(Records from a data source)
= Beginning of Section =

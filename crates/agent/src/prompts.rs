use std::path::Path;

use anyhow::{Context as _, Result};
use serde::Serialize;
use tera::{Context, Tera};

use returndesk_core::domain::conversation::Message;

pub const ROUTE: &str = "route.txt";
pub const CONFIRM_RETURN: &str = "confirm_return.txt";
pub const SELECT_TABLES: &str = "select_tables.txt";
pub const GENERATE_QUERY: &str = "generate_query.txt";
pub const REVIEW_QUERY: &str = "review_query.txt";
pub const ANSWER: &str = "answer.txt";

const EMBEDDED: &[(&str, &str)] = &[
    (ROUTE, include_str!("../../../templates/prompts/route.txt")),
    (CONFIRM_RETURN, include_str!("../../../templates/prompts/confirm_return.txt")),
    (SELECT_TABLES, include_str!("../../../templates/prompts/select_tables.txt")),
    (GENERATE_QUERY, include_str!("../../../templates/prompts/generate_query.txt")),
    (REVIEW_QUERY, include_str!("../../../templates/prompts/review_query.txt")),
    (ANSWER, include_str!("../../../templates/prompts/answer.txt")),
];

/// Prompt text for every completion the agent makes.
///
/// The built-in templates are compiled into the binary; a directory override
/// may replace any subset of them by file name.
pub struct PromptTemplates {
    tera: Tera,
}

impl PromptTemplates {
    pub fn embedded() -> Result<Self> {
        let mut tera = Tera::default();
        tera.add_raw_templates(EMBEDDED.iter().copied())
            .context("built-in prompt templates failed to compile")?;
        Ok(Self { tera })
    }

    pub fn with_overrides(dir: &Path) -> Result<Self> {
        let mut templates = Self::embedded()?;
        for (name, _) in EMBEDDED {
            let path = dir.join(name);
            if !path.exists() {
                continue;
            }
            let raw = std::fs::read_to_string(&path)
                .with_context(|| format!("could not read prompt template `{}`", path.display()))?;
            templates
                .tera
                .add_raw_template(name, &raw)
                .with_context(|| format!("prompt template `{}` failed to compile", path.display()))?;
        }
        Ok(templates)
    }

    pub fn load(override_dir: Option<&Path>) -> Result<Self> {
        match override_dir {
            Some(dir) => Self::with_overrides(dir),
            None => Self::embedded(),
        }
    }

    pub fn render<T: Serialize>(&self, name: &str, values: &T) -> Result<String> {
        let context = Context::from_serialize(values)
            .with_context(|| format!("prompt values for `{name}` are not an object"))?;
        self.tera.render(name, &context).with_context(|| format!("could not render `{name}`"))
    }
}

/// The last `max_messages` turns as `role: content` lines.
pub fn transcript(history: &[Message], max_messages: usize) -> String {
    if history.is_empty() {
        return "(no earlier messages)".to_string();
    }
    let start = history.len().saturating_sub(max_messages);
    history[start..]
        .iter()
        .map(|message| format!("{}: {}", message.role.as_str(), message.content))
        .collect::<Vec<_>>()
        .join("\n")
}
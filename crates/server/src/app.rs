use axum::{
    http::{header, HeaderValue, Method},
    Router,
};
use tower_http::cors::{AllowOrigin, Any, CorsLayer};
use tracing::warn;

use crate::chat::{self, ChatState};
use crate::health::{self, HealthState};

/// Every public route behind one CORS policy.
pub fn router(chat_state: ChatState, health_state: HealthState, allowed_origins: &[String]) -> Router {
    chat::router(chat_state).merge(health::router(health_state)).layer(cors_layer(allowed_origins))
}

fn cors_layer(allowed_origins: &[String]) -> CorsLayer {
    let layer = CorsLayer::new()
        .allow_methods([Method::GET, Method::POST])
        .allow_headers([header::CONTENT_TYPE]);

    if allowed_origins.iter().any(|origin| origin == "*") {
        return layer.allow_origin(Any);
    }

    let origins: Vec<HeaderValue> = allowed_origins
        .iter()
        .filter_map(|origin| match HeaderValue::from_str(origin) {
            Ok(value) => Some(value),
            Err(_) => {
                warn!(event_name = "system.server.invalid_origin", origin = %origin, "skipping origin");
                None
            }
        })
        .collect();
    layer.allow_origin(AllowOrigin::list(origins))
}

= End of Section =

* Task instructions:
Restate every entry exactly. Leave nothing out.

* Output for this task:
filename crates/agent/src/prompts.rs
use std::path::Path;

use anyhow::{Context as _, Result};
use serde::Serialize;
use tera::{Context, Tera};

use returndesk_core::domain::conversation::Message;

pub const ROUTE: &str = "route.txt";
pub const CONFIRM_RETURN: &str = "confirm_return.txt";
pub const SELECT_TABLES: &str = "select_tables.txt";
pub const GENERATE_QUERY: &str = "generate_query.txt";
pub const REVIEW_QUERY: &str = "review_query.txt";
pub const ANSWER: &str = "answer.txt";

const EMBEDDED: &[(&str, &str)] = &[
    (ROUTE, include_str!("../../../templates/prompts/route.txt")),
    (CONFIRM_RETURN, include_str!("../../../templates/prompts/confirm_return.txt")),
    (SELECT_TABLES, include_str!("../../../templates/prompts/select_tables.txt")),
    (GENERATE_QUERY, include_str!("../../../templates/prompts/generate_query.txt")),
    (REVIEW_QUERY, include_str!("../../../templates/prompts/review_query.txt")),
    (ANSWER, include_str!("../../../templates/prompts/answer.txt")),
];

/// Prompt text for every completion the agent makes.
///
/// The built-in templates are compiled into the binary; a directory override
/// may replace any subset of them by file name.
pub struct PromptTemplates {
    tera: Tera,
}

impl PromptTemplates {
    pub fn embedded() -> Result<Self> {
        let mut tera = Tera::default();
        tera.add_raw_templates(EMBEDDED.iter().copied())
            .context("built-in prompt templates failed to compile")?;
        Ok(Self { tera })
    }

    pub fn with_overrides(dir: &Path) -> Result<Self> {
        let mut templates = Self::embedded()?;
        for (name, _) in EMBEDDED {
            let path = dir.join(name);
            if !path.exists() {
                continue;
            }
            let raw = std::fs::read_to_string(&path)
                .with_context(|| format!("could not read prompt template `{}`", path.display()))?;
            templates
                .tera
                .add_raw_template(name, &raw)
                .with_context(|| format!("prompt template `{}` failed to compile", path.display()))?;
        }
        Ok(templates)
    }

    pub fn load(override_dir: Option<&Path>) -> Result<Self> {
        match override_dir {
            Some(dir) => Self::with_overrides(dir),
            None => Self::embedded(),
        }
    }

    pub fn render<T: Serialize>(&self, name: &str, values: &T) -> Result<String> {
        let context = Context::from_serialize(values)
            .with_context(|| format!("prompt values for `{name}` are not an object"))?;
        self.tera.render(name, &context).with_context(|| format!("could not render `{name}`"))
    }
}

/// The last `max_messages` turns as `role: content` lines.
pub fn transcript(history: &[Message], max_messages: usize) -> String {
    if history.is_empty() {
        return "(no earlier messages)".to_string();
    }
    let start = history.len().saturating_sub(max_messages);
    history[start..]
        .iter()
        .map(|message| format!("{}: {}", message.role.as_str(), message.content))
        .collect::<Vec<_>>()
        .join("\n")
}
filename crates/server/src/app.rs
use axum::{
    http::{header, HeaderValue, Method},
    Router,
};
use tower_http::cors::{AllowOrigin, Any, CorsLayer};
use tracing::warn;

use crate::chat::{self, ChatState};
use crate::health::{self, HealthState};

/// Every public route behind one CORS policy.
pub fn router(chat_state: ChatState, health_state: HealthState, allowed_origins: &[String]) -> Router {
    chat::router(chat_state).merge(health::router(health_state)).layer(cors_layer(allowed_origins))
}

fn cors_layer(allowed_origins: &[String]) -> CorsLayer {
    let layer = CorsLayer::new()
        .allow_methods([Method::GET, Method::POST])
        .allow_headers([header::CONTENT_TYPE]);

    if allowed_origins.iter().any(|origin| origin == "*") {
        return layer.allow_origin(Any);
    }

    let origins: Vec<HeaderValue> = allowed_origins
        .iter()
        .filter_map(|origin| match HeaderValue::from_str(origin) {
            Ok(value) => Some(value),
            Err(_) => {
                warn!(event_name = "system.server.invalid_origin", origin = %origin, "skipping origin");
                None
            }
        })
        .collect();
    layer.allow_origin(AllowOrigin::list(origins))
}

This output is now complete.